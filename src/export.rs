//! JSON export of catalogs.
//!
//! The nested form is `{ "context": { "source": "translation" } }`.

use serde_json::{
    Map,
    Value,
};

use crate::catalog::{
    Catalog,
    TranslationStatus,
};

#[derive(Debug, Clone, Copy, Default, PartialEq, Eq)]
pub struct ExportOptions {
    /// Emit unfinished and empty entries with the source text as value.
    pub include_unfinished: bool,
    /// Emit vanished entries with their last translation.
    pub include_vanished: bool,
}

/// Nested JSON object of the catalog's translations.
///
/// Contexts and sources keep their catalog order. Contexts without any
/// exported entry are left out.
#[must_use]
pub fn to_json(catalog: &Catalog, options: ExportOptions) -> Value {
    let mut root = Map::new();

    for context in &catalog.contexts {
        let mut entries = Map::new();
        for message in &context.messages {
            let resolved = match message.status {
                TranslationStatus::Vanished if !options.include_vanished => continue,
                TranslationStatus::Vanished => {
                    Some(message.translation.as_str()).filter(|text| !text.is_empty())
                }
                _ if options.include_unfinished => Some(message.display_text()),
                _ => message.resolved(),
            };
            let value = match resolved {
                Some(translation) => translation,
                None if options.include_unfinished => message.source.as_str(),
                None => continue,
            };
            entries.insert(message.source.clone(), Value::String(value.to_string()));
        }
        if !entries.is_empty() {
            root.insert(context.name.clone(), Value::Object(entries));
        }
    }

    Value::Object(root)
}

/// Flattens a nested export into `context<separator>source` keys.
///
/// Non-object values at the top level and non-string leaves are skipped.
#[must_use]
pub fn flatten(value: &Value, separator: &str) -> Vec<(String, String)> {
    let Some(contexts) = value.as_object() else {
        return Vec::new();
    };

    contexts
        .iter()
        .filter_map(|(context, entries)| entries.as_object().map(|entries| (context, entries)))
        .flat_map(|(context, entries)| {
            entries.iter().filter_map(move |(source, translation)| {
                translation
                    .as_str()
                    .map(|translation| (format!("{context}{separator}{source}"), translation.to_string()))
            })
        })
        .collect()
}
//! Core types used throughout the project.

use std::fmt;

/// A range in a catalog file.
#[derive(Debug, Clone, Copy, PartialEq, Eq, Hash, Default)]
pub struct SourceRange {
    pub start: SourcePosition,
    pub end: SourcePosition,
}

/// A position in a catalog file (0-indexed).
#[derive(Debug, Clone, Copy, PartialEq, Eq, Hash, Default, PartialOrd, Ord)]
pub struct SourcePosition {
    pub line: u32,
    pub character: u32,
}

impl SourcePosition {
    /// Converts a byte offset into `text` to a line/character position.
    ///
    /// Offsets past the end of `text` clamp to the end. `character` counts
    /// `char`s, not bytes.
    #[must_use]
    pub fn from_offset(text: &str, offset: usize) -> Self {
        let mut end = offset.min(text.len());
        while !text.is_char_boundary(end) {
            end -= 1;
        }
        let prefix = text.get(..end).unwrap_or_default();

        let line = prefix.matches('\n').count();
        let line_start = prefix.rfind('\n').map_or(0, |i| i + 1);
        let character = prefix.get(line_start..).map_or(0, |rest| rest.chars().count());

        Self {
            line: u32::try_from(line).unwrap_or(u32::MAX),
            character: u32::try_from(character).unwrap_or(u32::MAX),
        }
    }

    /// 1-based line number for display.
    #[must_use]
    pub const fn display_line(&self) -> u32 {
        self.line.saturating_add(1)
    }
}

impl fmt::Display for SourcePosition {
    fn fmt(&self, f: &mut fmt::Formatter<'_>) -> fmt::Result {
        write!(f, "{}:{}", self.display_line(), self.character.saturating_add(1))
    }
}

impl SourceRange {
    #[must_use]
    pub const fn new(start: SourcePosition, end: SourcePosition) -> Self {
        Self { start, end }
    }

    /// Builds a range from two byte offsets into `text`.
    #[must_use]
    pub fn from_offsets(text: &str, start: usize, end: usize) -> Self {
        Self {
            start: SourcePosition::from_offset(text, start),
            end: SourcePosition::from_offset(text, end),
        }
    }

    /// Checks if a position is within this range.
    #[must_use]
    pub const fn contains(&self, position: SourcePosition) -> bool {
        if position.line < self.start.line {
            return false;
        }
        if position.line == self.start.line && position.character < self.start.character {
            return false;
        }
        if position.line > self.end.line {
            return false;
        }
        if position.line == self.end.line && position.character > self.end.character {
            return false;
        }
        true
    }
}

#[cfg(test)]
#[allow(clippy::unwrap_used, clippy::indexing_slicing)]
mod tests {
    use googletest::prelude::*;
    use rstest::rstest;

    use super::*;

    const fn pos(line: u32, character: u32) -> SourcePosition {
        SourcePosition { line, character }
    }

    const fn range(start_line: u32, start_char: u32, end_line: u32, end_char: u32) -> SourceRange {
        SourceRange { start: pos(start_line, start_char), end: pos(end_line, end_char) }
    }

    #[rstest]
    #[case::before_start_line(pos(0, 5), range(1, 5, 2, 10), false)]
    #[case::before_start_char(pos(1, 4), range(1, 5, 2, 10), false)]
    #[case::at_start(pos(1, 5), range(1, 5, 2, 10), true)]
    #[case::middle_line(pos(1, 10), range(1, 5, 2, 10), true)]
    #[case::at_end(pos(2, 10), range(1, 5, 2, 10), true)]
    #[case::after_end_char(pos(2, 11), range(1, 5, 2, 10), false)]
    #[case::after_end_line(pos(3, 0), range(1, 5, 2, 10), false)]
    fn test_contains(
        #[case] position: SourcePosition,
        #[case] range: SourceRange,
        #[case] expected: bool,
    ) {
        assert_that!(range.contains(position), eq(expected));
    }

    #[rstest]
    #[case::start_of_text(0, pos(0, 0))]
    #[case::first_line(3, pos(0, 3))]
    #[case::after_newline(5, pos(1, 0))]
    #[case::third_line(8, pos(2, 2))]
    #[case::past_end(100, pos(3, 3))]
    fn test_from_offset(#[case] offset: usize, #[case] expected: SourcePosition) {
        let text = "<TS>\n\n<ab>\nxyz";

        assert_that!(SourcePosition::from_offset(text, offset), eq(expected));
    }

    #[googletest::test]
    fn test_from_offset_counts_chars_not_bytes() {
        // "ô" is two bytes
        let text = "<translation>Contrôle</translation>";
        let offset = text.find("</translation>").unwrap();

        expect_that!(SourcePosition::from_offset(text, offset), eq(pos(0, 21)));
    }

    #[googletest::test]
    fn test_display_is_one_based() {
        expect_that!(pos(0, 0).to_string(), eq("1:1"));
        expect_that!(pos(41, 7).to_string(), eq("42:8"));
    }
}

_ _ _ _ _

• **Exercise aim**: Go through the data and show each line that holds "entries".

• **Solution**:
    /// Emit unfinished and empty entries with the source text as value.
    /// Emit vanished entries with their last translation.
        let mut entries = Map::new();
            entries.insert(message.source.clone(), Value::String(value.to_string()));
        if !entries.is_empty() {
            root.insert(context.name.clone(), Value::Object(entries));
        .filter_map(|(context, entries)| entries.as_object().map(|entries| (context, entries)))
        .flat_map(|(context, entries)| {
            entries.iter().filter_map(move |(source, translation)| {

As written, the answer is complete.